By Thaddeus M. Baklinski
BOGOTA, November 11, 2009 (LifeSiteNews.com) – Colombia's Council of State has suspended a decree issued late last month by the country's Constitutional Court which ruled that all hospitals, whether secular or religious, must retain doctors who are willing to perform abortions.
The court declared that, while individual doctors may refuse to perform abortions on moral grounds, a hospital or other institution, whether public or private, secular or religious, could not invoke moral grounds to refuse to perform abortions.
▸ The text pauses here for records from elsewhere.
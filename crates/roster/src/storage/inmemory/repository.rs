//! In-memory repository implementation.

use std::collections::{BTreeMap, BTreeSet};
use std::sync::Arc;

use async_trait::async_trait;
use tokio::sync::RwLock;

use roster_core::roster::{
    filter_marks, filter_students, find_missing_ids, list_by_name, Group, Mark, MarkCriteria,
    MarkQuery, NameQuery, NewMark, NewStudent, SortOrder, Student, Subject,
};
use roster_core::storage::{
    GroupRepository, MarkRepository, RepositoryError, Result, StudentRepository,
    StudentSubjectRepository, SubjectRepository,
};

#[derive(Debug, Default)]
struct Tables {
    students: BTreeMap<i64, Student>,
    groups: BTreeMap<i64, Group>,
    subjects: BTreeMap<i64, Subject>,
    marks: BTreeMap<i64, Mark>,
    /// (student_id, subject_id) pairs.
    enrollments: BTreeSet<(i64, i64)>,
    last_student_id: i64,
    last_group_id: i64,
    last_subject_id: i64,
    last_mark_id: i64,
}

fn next_id(last: &mut i64) -> i64 {
    *last += 1;
    *last
}

fn average(values: impl Iterator<Item = i32>) -> Option<f64> {
    let (sum, count) = values.fold((0_i64, 0_u32), |(sum, count), v| {
        (sum + i64::from(v), count + 1)
    });
    (count > 0).then(|| sum as f64 / f64::from(count))
}

impl Tables {
    fn subject_id_by_name(&self, name: &str) -> Option<i64> {
        self.subjects
            .values()
            .find(|s| s.name == name)
            .map(|s| s.id)
    }

    fn require_student(&self, id: i64) -> Result<()> {
        if self.students.contains_key(&id) {
            Ok(())
        } else {
            Err(RepositoryError::not_found("Student", id))
        }
    }

    fn require_subject(&self, id: i64) -> Result<()> {
        if self.subjects.contains_key(&id) {
            Ok(())
        } else {
            Err(RepositoryError::not_found("Subject", id))
        }
    }
}

/// In-memory storage backend.
///
/// Cloning shares the underlying tables.
#[derive(Debug, Clone, Default)]
pub struct InMemoryRepository {
    tables: Arc<RwLock<Tables>>,
}

impl InMemoryRepository {
    /// Creates a new empty in-memory repository.
    pub fn new() -> Self {
        Self::default()
    }
}

#[async_trait]
impl StudentRepository for InMemoryRepository {
    async fn get_student(&self, id: i64) -> Result<Option<Student>> {
        let tables = self.tables.read().await;
        Ok(tables.students.get(&id).cloned())
    }

    async fn get_students_by_ids(&self, ids: &[i64]) -> Result<Vec<Student>> {
        let tables = self.tables.read().await;
        let ids: BTreeSet<i64> = ids.iter().copied().collect();
        Ok(ids
            .iter()
            .filter_map(|id| tables.students.get(id).cloned())
            .collect())
    }

    async fn list_students(
        &self,
        age: Option<i32>,
        sort: Option<SortOrder>,
    ) -> Result<Vec<Student>> {
        let tables = self.tables.read().await;
        Ok(filter_students(
            tables.students.values().cloned(),
            age,
            sort,
        ))
    }

    async fn get_students_by_group(&self, group_id: i64) -> Result<Vec<Student>> {
        let tables = self.tables.read().await;
        Ok(tables
            .students
            .values()
            .filter(|s| s.group_id == Some(group_id))
            .cloned()
            .collect())
    }

    async fn create_student(&self, student: &NewStudent) -> Result<Student> {
        let mut tables = self.tables.write().await;

        if let Some(group_id) = student.group_id {
            if !tables.groups.contains_key(&group_id) {
                return Err(RepositoryError::InvalidData(format!(
                    "group {group_id} does not exist"
                )));
            }
        }
        for subject_id in &student.subject_ids {
            if !tables.subjects.contains_key(subject_id) {
                return Err(RepositoryError::InvalidData(format!(
                    "subject {subject_id} does not exist"
                )));
            }
        }

        let id = next_id(&mut tables.last_student_id);
        let created = Student {
            id,
            name: student.name.clone(),
            age: student.age,
            group_id: student.group_id,
        };
        tables.students.insert(id, created.clone());

        for subject_id in &student.subject_ids {
            tables.enrollments.insert((id, *subject_id));
        }

        for mark in &student.marks {
            let mark_id = next_id(&mut tables.last_mark_id);
            tables.marks.insert(
                mark_id,
                Mark {
                    id: mark_id,
                    value: mark.value,
                    student_id: id,
                    subject_id: mark.subject_id,
                },
            );
        }

        Ok(created)
    }

    async fn update_student(&self, student: &Student) -> Result<()> {
        let mut tables = self.tables.write().await;
        let stored = tables
            .students
            .get_mut(&student.id)
            .ok_or_else(|| RepositoryError::not_found("Student", student.id))?;
        stored.name = student.name.clone();
        stored.age = student.age;
        Ok(())
    }

    async fn delete_student(&self, id: i64) -> Result<()> {
        let mut tables = self.tables.write().await;
        tables.require_student(id)?;

        tables.enrollments.retain(|(student_id, _)| *student_id != id);
        tables.marks.retain(|_, mark| mark.student_id != id);
        tables.students.remove(&id);
        Ok(())
    }
}

#[async_trait]
impl GroupRepository for InMemoryRepository {
    async fn get_group(&self, id: i64) -> Result<Option<Group>> {
        let tables = self.tables.read().await;
        Ok(tables.groups.get(&id).cloned())
    }

    async fn get_group_by_name(&self, name: &str) -> Result<Option<Group>> {
        let tables = self.tables.read().await;
        Ok(tables.groups.values().find(|g| g.name == name).cloned())
    }

    async fn list_groups(&self, query: &NameQuery) -> Result<Vec<Group>> {
        let tables = self.tables.read().await;
        Ok(list_by_name(
            tables.groups.values().cloned(),
            query,
            |g| &g.name,
            |g| g.id,
        ))
    }

    async fn create_group(&self, name: &str, student_ids: &[i64]) -> Result<Group> {
        let mut tables = self.tables.write().await;

        if tables.groups.values().any(|g| g.name == name) {
            return Err(RepositoryError::already_exists("Group", name));
        }

        let known: Vec<i64> = tables.students.keys().copied().collect();
        if let Some(missing) = find_missing_ids(student_ids, &known).first() {
            return Err(RepositoryError::not_found("Student", missing));
        }

        let id = next_id(&mut tables.last_group_id);
        let group = Group::new(id, name);
        tables.groups.insert(id, group.clone());

        for student_id in student_ids {
            if let Some(student) = tables.students.get_mut(student_id) {
                student.group_id = Some(id);
            }
        }

        Ok(group)
    }

    async fn delete_group(&self, id: i64) -> Result<()> {
        let mut tables = self.tables.write().await;
        if tables.groups.remove(&id).is_none() {
            return Err(RepositoryError::not_found("Group", id));
        }

        for student in tables.students.values_mut() {
            if student.group_id == Some(id) {
                student.group_id = None;
            }
        }
        Ok(())
    }
}

#[async_trait]
impl SubjectRepository for InMemoryRepository {
    async fn get_subject(&self, id: i64) -> Result<Option<Subject>> {
        let tables = self.tables.read().await;
        Ok(tables.subjects.get(&id).cloned())
    }

    async fn get_subject_by_name(&self, name: &str) -> Result<Option<Subject>> {
        let tables = self.tables.read().await;
        Ok(tables.subjects.values().find(|s| s.name == name).cloned())
    }

    async fn get_subjects_by_ids(&self, ids: &[i64]) -> Result<Vec<Subject>> {
        let tables = self.tables.read().await;
        let ids: BTreeSet<i64> = ids.iter().copied().collect();
        Ok(ids
            .iter()
            .filter_map(|id| tables.subjects.get(id).cloned())
            .collect())
    }

    async fn list_subjects(&self, query: &NameQuery) -> Result<Vec<Subject>> {
        let tables = self.tables.read().await;
        Ok(list_by_name(
            tables.subjects.values().cloned(),
            query,
            |s| &s.name,
            |s| s.id,
        ))
    }

    async fn create_subject(&self, name: &str) -> Result<Subject> {
        let mut tables = self.tables.write().await;

        if tables.subject_id_by_name(name).is_some() {
            return Err(RepositoryError::already_exists("Subject", name));
        }

        let id = next_id(&mut tables.last_subject_id);
        let subject = Subject::new(id, name);
        tables.subjects.insert(id, subject.clone());
        Ok(subject)
    }

    async fn delete_subject(&self, id: i64) -> Result<()> {
        let mut tables = self.tables.write().await;
        tables.require_subject(id)?;

        tables.enrollments.retain(|(_, subject_id)| *subject_id != id);
        tables.marks.retain(|_, mark| mark.subject_id != id);
        tables.subjects.remove(&id);
        Ok(())
    }

    async fn subject_exists_by_name(&self, name: &str) -> Result<bool> {
        let tables = self.tables.read().await;
        Ok(tables.subject_id_by_name(name).is_some())
    }
}

#[async_trait]
impl MarkRepository for InMemoryRepository {
    async fn list_marks(&self, query: &MarkQuery) -> Result<Vec<Mark>> {
        let tables = self.tables.read().await;
        Ok(filter_marks(tables.marks.values().cloned(), query))
    }

    async fn get_marks_by_value(&self, value: i32) -> Result<Vec<Mark>> {
        let tables = self.tables.read().await;
        Ok(tables
            .marks
            .values()
            .filter(|m| m.value == value)
            .cloned()
            .collect())
    }

    async fn average_for_student(&self, student_id: i64) -> Result<Option<f64>> {
        let tables = self.tables.read().await;
        Ok(average(
            tables
                .marks
                .values()
                .filter(|m| m.student_id == student_id)
                .map(|m| m.value),
        ))
    }

    async fn average_for_subject(&self, subject_id: i64) -> Result<Option<f64>> {
        let tables = self.tables.read().await;
        Ok(average(
            tables
                .marks
                .values()
                .filter(|m| m.subject_id == subject_id)
                .map(|m| m.value),
        ))
    }

    async fn create_mark(&self, mark: &NewMark) -> Result<Mark> {
        let mut tables = self.tables.write().await;

        if !tables.students.contains_key(&mark.student_id)
            || !tables.subjects.contains_key(&mark.subject_id)
        {
            return Err(RepositoryError::InvalidData(format!(
                "mark references unknown student {} or subject {}",
                mark.student_id, mark.subject_id
            )));
        }
        if !tables
            .enrollments
            .contains(&(mark.student_id, mark.subject_id))
        {
            return Err(RepositoryError::NotEnrolled {
                student_id: mark.student_id,
                subject_id: mark.subject_id,
            });
        }

        let id = next_id(&mut tables.last_mark_id);
        let created = Mark {
            id,
            value: mark.value,
            student_id: mark.student_id,
            subject_id: mark.subject_id,
        };
        tables.marks.insert(id, created.clone());
        Ok(created)
    }

    async fn delete_mark(&self, id: i64) -> Result<()> {
        let mut tables = self.tables.write().await;
        tables
            .marks
            .remove(&id)
            .map(|_| ())
            .ok_or_else(|| RepositoryError::not_found("Mark", id))
    }

    async fn delete_marks_matching(&self, criteria: &MarkCriteria) -> Result<u64> {
        let mut tables = self.tables.write().await;

        let Some(subject_id) = tables.subject_id_by_name(&criteria.subject_name) else {
            return Ok(0);
        };

        let before = tables.marks.len();
        tables.marks.retain(|_, mark| {
            let matches = mark.student_id == criteria.student_id
                && mark.subject_id == subject_id
                && mark.value == criteria.value
                && criteria.id.is_none_or(|id| mark.id == id);
            !matches
        });
        Ok((before - tables.marks.len()) as u64)
    }
}

#[async_trait]
impl StudentSubjectRepository for InMemoryRepository {
    async fn add_subject(&self, student_id: i64, subject_id: i64) -> Result<()> {
        let mut tables = self.tables.write().await;
        tables.require_student(student_id)?;
        tables.require_subject(subject_id)?;
        tables.enrollments.insert((student_id, subject_id));
        Ok(())
    }

    async fn remove_subject(&self, student_id: i64, subject_id: i64) -> Result<()> {
        let mut tables = self.tables.write().await;
        tables.enrollments.remove(&(student_id, subject_id));
        Ok(())
    }

    async fn has_subject(&self, student_id: i64, subject_id: i64) -> Result<bool> {
        let tables = self.tables.read().await;
        Ok(tables.enrollments.contains(&(student_id, subject_id)))
    }

    async fn subjects_for_student(&self, student_id: i64) -> Result<Vec<Subject>> {
        let tables = self.tables.read().await;
        Ok(tables
            .enrollments
            .iter()
            .filter(|(sid, _)| *sid == student_id)
            .filter_map(|(_, subject_id)| tables.subjects.get(subject_id).cloned())
            .collect())
    }

    async fn students_for_subject(&self, subject_id: i64) -> Result<Vec<Student>> {
        let tables = self.tables.read().await;
        Ok(tables
            .enrollments
            .iter()
            .filter(|(_, sid)| *sid == subject_id)
            .filter_map(|(student_id, _)| tables.students.get(student_id).cloned())
            .collect())
    }
}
Judges also may not deny requests for abortions based on their own personal values, according to the court.
Colombia decriminalized abortion in cases of rape, incest, certain birth defects, and threats to the mother's life or health in 2006.
The Council of State, which is currently studying a request for annulment of the law allowing abortion, said the Constitutional Court ruling needs to be corrected and properly defined, and thus prohibited any abortions from being carried out until this has taken place.
Colombia's pro-life Inspector General, Alejandro Ordoñez, requested that the State Council nullify both the Constitutional Court decree and a corresponding order to the ministries of Education and Social Protection requiring all schools to teach students about abortion rights.
“The order to design and set in motion massive campaigns promoting abortion as a right is superceded by jurisprudential guidelines laid out by the same Court in its C-355 ruling of 2006, when it maintained [abortion's] character as a crime with three exceptions without referring to it as a human right,” Ordoñez told the newspaper El Tiempo.